O Projeto Triplo Salto pretende fazer da Boavista uma “ilha do conhecimento”, e também uma “ilha de humanismo”, através das três etapas da escolaridade que levarão os respectivos alunos da infância à meninice, da meninice à adolescência e da adolescência à juventude, preparando-os de forma excelente para desempenharem papel de relevo na sociedade, durante e após o processo.

 C – MISSÃO

Transmitir a um grupo numeroso de crianças, adolescentes e jovens da Ilha da Boavista, em Cabo Verde, e tendencialmente a todos, conhecimentos e sensibilidades além e acima dos padrões correntes, através da escola.

O Projeto Escolar será faseado no tempo, incidindo na pré-primária, prosseguindo na fase do ensino básico, e culminando no secundário, até ao limiar do grau universitário.

A Missão é conseguir fermentar a sociedade da Boavista, através de um up-grade de conhecimentos e de atitudes por parte das crianças, e mais tarde dos adolescentes e dos jovens da ilha, no caminho da excelência, induzida e progressivamente assumida e reproduzida pela sociedade da ilha.

D – VALORES

O Projecto TRIPLO SALTO pauta-se pelos princípios mais nobres e universais da humanidade, dos quais são de salientar os seguintes: liberdade, frontalidade, coragem; tolerância, respeito pelos semelhantes e pela natureza em geral; solidariedade, entreajuda; amor ao próximo, ao saber, à verdade, à arte e à natureza; criatividade, dinamismo, espírito de conquista; ética, justiça, honestidade; perseverança; procura da qualidade, da excelência.

Estes valores são tanto mais de rigor, quanto o Projeto visa explicá-los às crianças e jovens alunos, para os levar a entendê-los e a assumi-los.
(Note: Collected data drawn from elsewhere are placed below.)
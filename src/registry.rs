//! Bookkeeping of registered reader threads.
//!
//! Every registered reader owns a heap-allocated [`ReaderState`] whose
//! address stays valid for the whole registered lifetime. The thread
//! reaches its own state through a thread-local handle; writers reach all
//! of them through the process-wide [`Registry`], a flat vector guarded by
//! the global mutex. The same mutex excludes concurrent writers from each
//! other, so holding it across a whole grace period gives the writer a
//! consistent snapshot of the reader population.

use core::cell::Cell;
use core::ptr::{self, NonNull};

use std::sync::{Mutex, MutexGuard};

use crossbeam_utils::CachePadded;
use portable_atomic::{AtomicBool, AtomicUsize};

/// Capacity reserved by the first registration. Growth doubles from here
/// and the vector is never shrunk; stale capacity is reused by later
/// registrations.
const INIT_READERS: usize = 4;

/// Per-thread reader state, heap-allocated at registration.
///
/// `nesting` is the whole read-side protocol: zero means the thread is
/// outside any critical section, the low bits count nesting depth and the
/// phase bit holds the grace-period parity snapshot taken at outermost
/// entry.
pub(crate) struct ReaderState {
	pub(crate) nesting: CachePadded<AtomicUsize>,
	/// Set by a writer to request a fence, cleared by this thread's
	/// signal handler once the fence has executed.
	#[cfg_attr(not(feature = "signal"), allow(dead_code))]
	pub(crate) need_fence: AtomicBool,
	#[cfg(feature = "signal")]
	pub(crate) tid: libc::pthread_t,
}

impl ReaderState {
	fn new() -> Self {
		Self {
			nesting: CachePadded::new(AtomicUsize::new(0)),
			need_fence: AtomicBool::new(false),
			#[cfg(feature = "signal")]
			tid: unsafe { libc::pthread_self() },
		}
	}
}

thread_local! {
	/// Handle to this thread's [`ReaderState`]. Null while unregistered.
	static READER_STATE: Cell<*const ReaderState> = const { Cell::new(ptr::null()) };
}

/// This thread's state block, or null if the thread is not registered.
///
/// Also reached from the signal handler, so it must stay callable while
/// the thread's locals are being torn down.
#[inline]
pub(crate) fn current() -> *const ReaderState {
	READER_STATE.try_with(Cell::get).unwrap_or(ptr::null())
}

/// Allocate a state block for the calling thread and point the
/// thread-local handle at it. Must only be called while unregistered.
pub(crate) fn install_current() -> NonNull<ReaderState> {
	let state = NonNull::from(Box::leak(Box::new(ReaderState::new())));
	READER_STATE.with(|cell| cell.set(state.as_ptr()));
	state
}

/// Clear the thread-local handle and free the state block. Must only be
/// called after the block has been removed from the registry.
pub(crate) unsafe fn retire_current(state: *const ReaderState) {
	READER_STATE.with(|cell| cell.set(ptr::null()));
	drop(unsafe { Box::from_raw(state.cast_mut()) });
}

/// Registry slot. Holds a borrowed pointer into the owning thread's state
/// block; the owning thread only frees that block after removing the slot
/// under the global mutex.
pub(crate) struct ReaderEntry(NonNull<ReaderState>);

// The entries are only ever dereferenced while the registry mutex is
// held, which is what keeps the pointed-to blocks alive.
unsafe impl Send for ReaderEntry {}

impl ReaderEntry {
	#[inline]
	pub(crate) fn state(&self) -> &ReaderState {
		unsafe { self.0.as_ref() }
	}
}

/// The process-wide table of registered readers.
pub(crate) struct Registry {
	entries: Vec<ReaderEntry>,
}

impl Registry {
	const fn new() -> Self {
		Self { entries: Vec::new() }
	}

	pub(crate) fn add(&mut self, state: NonNull<ReaderState>) {
		if self.entries.capacity() == 0 {
			self.entries.reserve(INIT_READERS);
		}
		self.entries.push(ReaderEntry(state));
	}

	/// Remove the entry for `state`, order-independently (swap with the
	/// last slot). The thread forgot to register if it is missing.
	pub(crate) fn remove(&mut self, state: *const ReaderState) {
		match self.entries.iter().position(|e| e.0.as_ptr().cast_const() == state) {
			Some(at) => {
				self.entries.swap_remove(at);
			},
			None => panic_not_registered(),
		}
	}

	#[cfg_attr(not(feature = "signal"), allow(dead_code))]
	pub(crate) fn is_empty(&self) -> bool {
		self.entries.is_empty()
	}

	pub(crate) fn iter(&self) -> impl Iterator<Item = &ReaderEntry> {
		self.entries.iter()
	}
}

static READERS: Mutex<Registry> = Mutex::new(Registry::new());

/// Acquire the global mutex.
///
/// A poisoned mutex means a writer panicked in the middle of a grace
/// period; no recovery is possible from that.
#[cfg(not(feature = "signal"))]
pub(crate) fn lock() -> MutexGuard<'static, Registry> {
	READERS.lock().expect("grace-period mutex poisoned")
}

/// Acquire the global mutex.
///
/// In signal mode the current lock holder may be a writer waiting for
/// *this* thread to acknowledge a fence request, so blocking outright can
/// deadlock on kernels that lose or delay signals. Spin on `try_lock`
/// instead, servicing any pending fence request between attempts.
#[cfg(feature = "signal")]
pub(crate) fn lock() -> MutexGuard<'static, Registry> {
	use std::sync::TryLockError;
	use std::time::Duration;

	const LOCK_RETRY: Duration = Duration::from_millis(10);

	loop {
		match READERS.try_lock() {
			Ok(guard) => return guard,
			Err(TryLockError::WouldBlock) => {
				service_pending_fence();
				std::thread::sleep(LOCK_RETRY);
			},
			Err(TryLockError::Poisoned(_)) => {
				panic!("grace-period mutex poisoned")
			},
		}
	}
}

crate::cfg::cfg_signal! {
	/// Execute a fence on behalf of a writer that asked for one, exactly
	/// as the signal handler would.
	pub(crate) fn service_pending_fence() {
		use portable_atomic::Ordering;

		use crate::barrier::full_fence;

		let state = current();
		if state.is_null() {
			return;
		}
		let state = unsafe { &*state };
		if state.need_fence.load(Ordering::SeqCst) {
			full_fence();
			state.need_fence.store(false, Ordering::SeqCst);
			full_fence();
		}
	}
}

#[cold]
#[inline(never)]
fn panic_not_registered() -> ! {
	panic!("thread is not registered as an rcu reader")
}

#[cfg(test)]
mod tests {
	use super::*;

	fn dangling() -> NonNull<ReaderState> {
		NonNull::dangling()
	}

	#[test]
	fn add_then_remove() {
		let mut registry = Registry::new();
		let a = dangling();
		registry.add(a);
		assert!(!registry.is_empty());
		registry.remove(a.as_ptr());
		assert!(registry.is_empty());
	}

	#[test]
	fn remove_swaps_with_last() {
		// Three distinct (never dereferenced) addresses.
		let blocks: Vec<Box<u8>> = (0..3).map(|_| Box::new(0)).collect();
		let ptrs: Vec<NonNull<ReaderState>> = blocks
			.iter()
			.map(|b| NonNull::from(&**b).cast::<ReaderState>())
			.collect();

		let mut registry = Registry::new();
		for &p in &ptrs {
			registry.add(p);
		}

		registry.remove(ptrs[0].as_ptr());
		let left: Vec<*const ReaderState> =
			registry.iter().map(|e| e.0.as_ptr().cast_const()).collect();
		assert_eq!(left, vec![
			ptrs[2].as_ptr().cast_const(),
			ptrs[1].as_ptr().cast_const()
		]);
	}

	#[test]
	fn capacity_doubles_past_initial() {
		let blocks: Vec<Box<u8>> = (0..5).map(|_| Box::new(0)).collect();
		let mut registry = Registry::new();
		for b in &blocks {
			registry.add(NonNull::from(&**b).cast::<ReaderState>());
		}
		assert_eq!(registry.iter().count(), 5);
		assert!(registry.entries.capacity() >= 2 * INIT_READERS);
	}

	#[test]
	#[should_panic(expected = "not registered")]
	fn remove_of_unknown_thread_panics() {
		let mut registry = Registry::new();
		registry.remove(dangling().as_ptr());
	}
}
E – Descrição sucinta do Projecto

 1 - PRIMEIRO SALTO

    1. Pretende-se, a partir de um número representativo de crianças em idade de pré-primária (3/4 anos) na Boavista, implantar um sistema avançado de ensino.
    2. Estas crianças serão repartidas em turmas dimensionadas segundo as normas de ensino e de apoio global para a idade, e distribuídas, no primeiro ano de funcionamento do Projeto por várias escolas, que a ele adiram.
    3. O número de alunos e de escolas poderá ser aumentado com o desenvolvimento do Projeto, seguindo normas de sustentabilidade quer do próprio Projeto, quer de cada uma delas.

 2 - SEGUNDO SALTO

·       Quando as crianças que integrarem o primeiro ano de funcionamento do Projeto chegarem à idade escolar (após 3 anos de pré-primária), com aproveitamento conforme ao Projeto, passam a integrar escolas-piloto de ensino básico, as quais adotarão o modelo de ensino do Projeto TRIPLO SALTO, que dará sequência aos níveis de conhecimento adquiridos pelas crianças no PRIMEIRO SALTO, em conjugação com os moldes formais do Ensino Público de Cabo Verde.

 3 - TERCEIRO SALTO

·       O Terceiro Salto, que concluirá o âmbito do Projecto TRIPLO SALTO, numa duração total previsível de ciclos de 15 anos de estudos, funcionará em escolas secundárias do Sistema de Ensino Nacional na Boa Vista (sem exclusão de outras regiões do país), mediante contratos-programa harmonizados com todos os parceiros, incluindo o Ministério da Tutela, e deverá deixar os respectivos alunos preparados para enfrentar níveis de ensino superior exigentes em qualquer universidade, nacional ou estrangeira.

F – Conteúdos do Projeto

Tratando-se de um Projeto de Ensino, os respectivos conteúdos são as matérias curriculares a serem dispensadas aos alunos.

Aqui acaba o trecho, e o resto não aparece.